Where the records below show the word "courses" in a line, please copy that line.

══ Available data ══

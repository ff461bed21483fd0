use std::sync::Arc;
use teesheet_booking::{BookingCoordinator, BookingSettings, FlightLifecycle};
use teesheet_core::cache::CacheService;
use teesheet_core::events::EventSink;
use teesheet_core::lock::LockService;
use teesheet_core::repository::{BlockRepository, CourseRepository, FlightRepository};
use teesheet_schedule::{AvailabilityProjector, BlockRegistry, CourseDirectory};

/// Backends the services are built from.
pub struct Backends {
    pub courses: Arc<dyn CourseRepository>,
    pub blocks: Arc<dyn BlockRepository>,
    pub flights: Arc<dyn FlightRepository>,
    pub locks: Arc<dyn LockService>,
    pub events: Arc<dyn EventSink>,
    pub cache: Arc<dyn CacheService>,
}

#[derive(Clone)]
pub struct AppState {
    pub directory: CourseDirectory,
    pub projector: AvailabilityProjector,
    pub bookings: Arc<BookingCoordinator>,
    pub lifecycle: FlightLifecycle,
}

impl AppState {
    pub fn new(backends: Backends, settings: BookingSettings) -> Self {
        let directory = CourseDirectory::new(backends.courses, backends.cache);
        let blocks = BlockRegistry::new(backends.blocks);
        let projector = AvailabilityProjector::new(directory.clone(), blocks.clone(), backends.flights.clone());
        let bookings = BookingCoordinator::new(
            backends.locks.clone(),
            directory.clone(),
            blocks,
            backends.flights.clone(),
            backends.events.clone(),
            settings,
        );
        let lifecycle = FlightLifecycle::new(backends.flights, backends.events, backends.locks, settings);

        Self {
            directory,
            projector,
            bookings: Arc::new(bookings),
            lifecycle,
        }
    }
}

═══

Response to this exercise:
    pub courses: Arc<dyn CourseRepository>,
        let directory = CourseDirectory::new(backends.courses, backends.cache);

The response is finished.